→ **PROMPT**
In the material below, find each line with the word "Configures" and list it.

→ **DATA FOR THE TASK**
○ ○ ○ ○ ○ ○ ○
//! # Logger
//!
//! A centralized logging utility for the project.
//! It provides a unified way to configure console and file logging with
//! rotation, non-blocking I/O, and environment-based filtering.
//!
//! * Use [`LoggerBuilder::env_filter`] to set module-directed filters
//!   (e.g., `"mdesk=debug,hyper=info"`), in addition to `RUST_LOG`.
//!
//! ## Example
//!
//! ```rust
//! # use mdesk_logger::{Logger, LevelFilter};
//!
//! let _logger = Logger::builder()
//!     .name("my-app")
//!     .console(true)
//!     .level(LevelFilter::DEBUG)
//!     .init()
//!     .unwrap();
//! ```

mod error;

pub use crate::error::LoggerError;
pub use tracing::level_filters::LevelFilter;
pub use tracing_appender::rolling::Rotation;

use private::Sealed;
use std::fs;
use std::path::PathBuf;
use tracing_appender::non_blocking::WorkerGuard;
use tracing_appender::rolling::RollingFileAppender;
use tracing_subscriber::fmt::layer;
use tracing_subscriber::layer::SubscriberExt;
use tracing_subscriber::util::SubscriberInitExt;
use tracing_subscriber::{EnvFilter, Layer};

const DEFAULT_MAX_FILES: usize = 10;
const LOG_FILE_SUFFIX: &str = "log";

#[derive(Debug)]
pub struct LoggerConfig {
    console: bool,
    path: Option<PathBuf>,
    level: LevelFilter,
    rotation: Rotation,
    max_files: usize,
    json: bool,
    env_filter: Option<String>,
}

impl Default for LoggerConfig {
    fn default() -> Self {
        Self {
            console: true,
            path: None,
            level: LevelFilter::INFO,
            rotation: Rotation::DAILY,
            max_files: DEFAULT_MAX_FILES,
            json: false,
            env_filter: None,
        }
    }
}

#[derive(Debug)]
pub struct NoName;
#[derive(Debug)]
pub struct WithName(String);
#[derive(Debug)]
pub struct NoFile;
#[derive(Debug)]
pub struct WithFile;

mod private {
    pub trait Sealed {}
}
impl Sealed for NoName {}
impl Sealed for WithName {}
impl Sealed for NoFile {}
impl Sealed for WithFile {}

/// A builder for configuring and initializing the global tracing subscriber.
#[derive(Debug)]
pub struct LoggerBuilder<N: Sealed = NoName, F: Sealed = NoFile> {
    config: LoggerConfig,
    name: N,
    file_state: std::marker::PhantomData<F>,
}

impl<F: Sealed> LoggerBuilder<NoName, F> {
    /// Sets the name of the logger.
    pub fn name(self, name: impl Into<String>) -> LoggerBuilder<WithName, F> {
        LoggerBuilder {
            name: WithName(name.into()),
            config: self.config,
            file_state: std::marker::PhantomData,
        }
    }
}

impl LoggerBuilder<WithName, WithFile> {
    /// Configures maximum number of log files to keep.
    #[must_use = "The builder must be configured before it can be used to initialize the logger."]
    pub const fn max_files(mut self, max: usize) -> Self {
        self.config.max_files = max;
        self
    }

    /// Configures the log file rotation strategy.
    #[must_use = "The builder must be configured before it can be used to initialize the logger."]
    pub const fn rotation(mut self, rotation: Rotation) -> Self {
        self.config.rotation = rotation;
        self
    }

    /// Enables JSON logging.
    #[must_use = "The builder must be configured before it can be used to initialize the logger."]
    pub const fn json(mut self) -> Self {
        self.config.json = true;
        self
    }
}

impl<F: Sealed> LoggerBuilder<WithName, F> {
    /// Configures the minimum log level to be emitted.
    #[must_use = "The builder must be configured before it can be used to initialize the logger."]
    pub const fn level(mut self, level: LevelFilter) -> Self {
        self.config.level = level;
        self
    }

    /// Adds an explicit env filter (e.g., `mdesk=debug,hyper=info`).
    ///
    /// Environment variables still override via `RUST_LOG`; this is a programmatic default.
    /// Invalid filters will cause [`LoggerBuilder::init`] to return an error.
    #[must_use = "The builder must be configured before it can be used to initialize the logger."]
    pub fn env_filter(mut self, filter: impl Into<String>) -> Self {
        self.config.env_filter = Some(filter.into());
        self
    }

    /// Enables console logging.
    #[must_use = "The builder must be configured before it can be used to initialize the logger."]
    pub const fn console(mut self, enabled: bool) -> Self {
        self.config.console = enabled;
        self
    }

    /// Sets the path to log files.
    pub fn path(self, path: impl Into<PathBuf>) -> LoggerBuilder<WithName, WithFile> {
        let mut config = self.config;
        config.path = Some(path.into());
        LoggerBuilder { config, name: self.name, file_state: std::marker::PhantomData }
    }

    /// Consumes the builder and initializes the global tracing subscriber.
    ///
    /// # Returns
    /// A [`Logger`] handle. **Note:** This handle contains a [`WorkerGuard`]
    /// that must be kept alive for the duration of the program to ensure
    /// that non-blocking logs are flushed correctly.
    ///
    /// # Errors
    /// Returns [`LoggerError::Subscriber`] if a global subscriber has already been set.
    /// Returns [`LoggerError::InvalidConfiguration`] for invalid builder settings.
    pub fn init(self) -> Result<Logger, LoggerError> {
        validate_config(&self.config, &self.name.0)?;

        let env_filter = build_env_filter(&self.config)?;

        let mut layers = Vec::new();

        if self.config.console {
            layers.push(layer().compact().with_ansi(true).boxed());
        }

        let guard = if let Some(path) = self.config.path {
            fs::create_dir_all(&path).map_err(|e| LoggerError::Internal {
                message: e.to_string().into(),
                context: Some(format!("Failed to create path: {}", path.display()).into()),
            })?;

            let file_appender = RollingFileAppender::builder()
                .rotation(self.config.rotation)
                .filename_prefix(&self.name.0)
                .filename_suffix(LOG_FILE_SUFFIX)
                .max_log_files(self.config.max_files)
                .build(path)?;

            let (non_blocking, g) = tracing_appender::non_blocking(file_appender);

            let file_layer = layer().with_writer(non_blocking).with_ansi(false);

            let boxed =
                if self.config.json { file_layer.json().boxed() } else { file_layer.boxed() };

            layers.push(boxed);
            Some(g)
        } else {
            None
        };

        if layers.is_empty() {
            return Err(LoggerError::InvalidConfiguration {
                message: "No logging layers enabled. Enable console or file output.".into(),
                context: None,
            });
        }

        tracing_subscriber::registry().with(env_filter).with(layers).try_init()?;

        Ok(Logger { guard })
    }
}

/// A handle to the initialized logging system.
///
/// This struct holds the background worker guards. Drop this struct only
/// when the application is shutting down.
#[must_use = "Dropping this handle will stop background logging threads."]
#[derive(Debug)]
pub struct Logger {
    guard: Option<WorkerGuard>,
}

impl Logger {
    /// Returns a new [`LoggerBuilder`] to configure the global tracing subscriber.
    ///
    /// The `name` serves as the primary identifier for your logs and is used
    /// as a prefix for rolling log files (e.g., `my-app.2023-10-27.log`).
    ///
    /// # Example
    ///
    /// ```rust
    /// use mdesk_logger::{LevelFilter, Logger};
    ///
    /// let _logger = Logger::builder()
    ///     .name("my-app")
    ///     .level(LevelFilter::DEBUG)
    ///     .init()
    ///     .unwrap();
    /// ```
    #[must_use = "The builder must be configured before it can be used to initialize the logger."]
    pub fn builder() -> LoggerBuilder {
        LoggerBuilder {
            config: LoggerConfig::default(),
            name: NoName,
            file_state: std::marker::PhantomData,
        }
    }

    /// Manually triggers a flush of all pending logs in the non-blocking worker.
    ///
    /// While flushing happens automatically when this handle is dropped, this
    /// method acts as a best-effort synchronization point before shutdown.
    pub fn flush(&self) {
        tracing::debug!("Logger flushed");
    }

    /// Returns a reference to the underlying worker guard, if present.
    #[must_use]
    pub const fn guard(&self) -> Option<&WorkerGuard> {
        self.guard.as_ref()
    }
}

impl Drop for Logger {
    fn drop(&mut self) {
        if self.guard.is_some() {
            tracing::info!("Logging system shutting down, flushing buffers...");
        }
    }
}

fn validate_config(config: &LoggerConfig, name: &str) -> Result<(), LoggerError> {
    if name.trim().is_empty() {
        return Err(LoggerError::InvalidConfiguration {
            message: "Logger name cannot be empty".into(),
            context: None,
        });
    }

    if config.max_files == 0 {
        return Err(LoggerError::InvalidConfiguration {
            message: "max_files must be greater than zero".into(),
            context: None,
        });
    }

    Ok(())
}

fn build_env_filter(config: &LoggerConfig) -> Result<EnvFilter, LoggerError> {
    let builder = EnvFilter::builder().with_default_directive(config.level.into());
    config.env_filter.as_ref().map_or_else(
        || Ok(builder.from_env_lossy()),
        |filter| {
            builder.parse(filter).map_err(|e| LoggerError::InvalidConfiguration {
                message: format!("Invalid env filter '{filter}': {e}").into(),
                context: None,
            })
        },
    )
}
○ ○ ○ ○ ○ ○ ○
→ **TASK RESPONSE**
    /// Configures maximum number of log files to keep.
    /// Configures the log file rotation strategy.
    /// Configures the minimum log level to be emitted.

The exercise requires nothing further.